De tarde en tarde siempre le visitaba don Luis Castillo, hombre jovial, caballero y respetuoso. Cuando le saludaban, respondía con tal atención que devolvía el saludo ofreciendo muchos parabienes para el que le saludaba y para toda su correspondiente familia. Era un experto en lanzar espontáneamente algunos refranes, dichos y sentencias.
Recuerdo cierta vez, una tarde, cuando estuve haciendo un mandado de mi tía Dolores, llegaban sus amigos y la clientela uno tras otro. El primero en llegar fue el tío Lucho, los mocitos le llamábamos de esta manera, con cariño. Luego, vino otro a comprar querosene más el ron de quemar. Un tercero, solicitando manteca y azúcar. Y el cuarto cliente, venía a adquirir un par de coronas. Estaban platicando por unos breves minutos y en un instante de espontaneidad, el Tío Lucho, pregunta con voz de tenor:
Los clientes, desconcertados se miran el uno al otro. Uno agarrándose la barbilla, otro, pensativo mirando al vacío y el tercero, que estaba apresurado por marcharse, preguntó:
---No sabemos, ¿Qué fecha es? ---con ojo bromista y mirando a cada uno de los presentes, el tío Lucho, respondió con jovialidad:
-Es…febrero ---Sorprendidos, los clientes preguntaron en coro:
---¿Por qué febrero?
---Pues, por qué febrero trae solo… 28 días. ¡Je, je, je!

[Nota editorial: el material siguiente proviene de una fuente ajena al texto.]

use crate::tools::{error_envelope, fetch_log_events, metric_window, ToolContext};
use serde_json::{json, Value};

/// Get recent events from one log group.
pub async fn get_log_events(
    ctx: &ToolContext,
    log_group: &str,
    hours_back: i64,
    limit: u64,
) -> String {
    match fetch_log_events(ctx, log_group, None, hours_back, limit).await {
        Ok(events) => json!({
            "log_group": log_group,
            "event_count": events.len(),
            "events": events,
        })
        .to_string(),
        Err(e) => error_envelope(e, &[("log_group", log_group)]),
    }
}

/// Get log entries containing one trace id.
pub async fn query_logs_by_trace_id(
    ctx: &ToolContext,
    log_group: &str,
    trace_id: &str,
    hours_back: i64,
) -> String {
    let pattern = format!("\"{trace_id}\"");
    match fetch_log_events(ctx, log_group, Some(&pattern), hours_back, 50).await {
        Ok(events) => json!({
            "log_group": log_group,
            "trace_id": trace_id,
            "entry_count": events.len(),
            "log_entries": events,
        })
        .to_string(),
        Err(e) => error_envelope(e, &[("log_group", log_group), ("trace_id", trace_id)]),
    }
}

/// Get statistics for an arbitrary metric.
pub async fn get_metric_statistics(
    ctx: &ToolContext,
    namespace: &str,
    metric_name: &str,
    dimensions: &[(&str, &str)],
    hours_back: i64,
) -> String {
    let (start, end) = metric_window(hours_back);
    let dimension_values: Vec<Value> = dimensions
        .iter()
        .map(|(name, value)| json!({"Name": name, "Value": value}))
        .collect();
    match ctx
        .call(
            "cloudwatch",
            "get-metric-statistics",
            json!({
                "Namespace": namespace,
                "MetricName": metric_name,
                "Dimensions": dimension_values,
                "StartTime": start.to_rfc3339(),
                "EndTime": end.to_rfc3339(),
                "Period": 300,
                "Statistics": ["Sum", "Average"],
            }),
        )
        .await
    {
        Ok(response) => json!({
            "namespace": namespace,
            "metric_name": metric_name,
            "datapoints": response.get("Datapoints").cloned().unwrap_or(json!([])),
        })
        .to_string(),
        Err(e) => error_envelope(e, &[("namespace", namespace), ("metric_name", metric_name)]),
    }
}

/// List alarms currently in ALARM state, optionally filtered by name prefix.
pub async fn get_cloudwatch_alarms(ctx: &ToolContext, name_prefix: Option<&str>) -> String {
    let mut params = json!({"StateValue": "ALARM"});
    if let Some(prefix) = name_prefix {
        params["AlarmNamePrefix"] = Value::String(prefix.to_string());
    }
    match ctx.call("cloudwatch", "describe-alarms", params).await {
        Ok(response) => {
            let alarms: Vec<Value> = response
                .get("MetricAlarms")
                .and_then(Value::as_array)
                .cloned()
                .unwrap_or_default()
                .into_iter()
                .map(|a| {
                    json!({
                        "alarm_name": a.get("AlarmName").cloned().unwrap_or(Value::Null),
                        "state": a.get("StateValue").cloned().unwrap_or(Value::Null),
                        "metric_name": a.get("MetricName").cloned().unwrap_or(Value::Null),
                        "state_reason": a.get("StateReason").cloned().unwrap_or(Value::Null),
                    })
                })
                .collect();
            json!({
                "alarm_count": alarms.len(),
                "alarms": alarms,
            })
            .to_string()
        }
        Err(e) => error_envelope(e, &[("name_prefix", name_prefix.unwrap_or(""))]),
    }
}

Estallando de risa, los parroquianos se marcharon por diferentes direcciones y la tía Dolores, apoltronada en la silla, desde el abrigado recodo de la tienda, azorada también sonreía.
***
En algunas ocasiones; en mi impúber edad de catorce, quince años, los fines de semana, enviado por mi madre, iba a dormir a la casa de mi tía Dolores que cada día era afectada por el reumatismo, por lo tanto, imposible para poder caminar por si sola. Con puntualidad, por las mañanas y las tardes, de sus aposentos a la tienda y viceversa la llevaba cargada en mis mofletudos brazos y, ella con los brazos parvos y calurosos, con cariño, mirándome a los ojos, se aferraba con mucha fuerza a mi ancho y juvenil hombro.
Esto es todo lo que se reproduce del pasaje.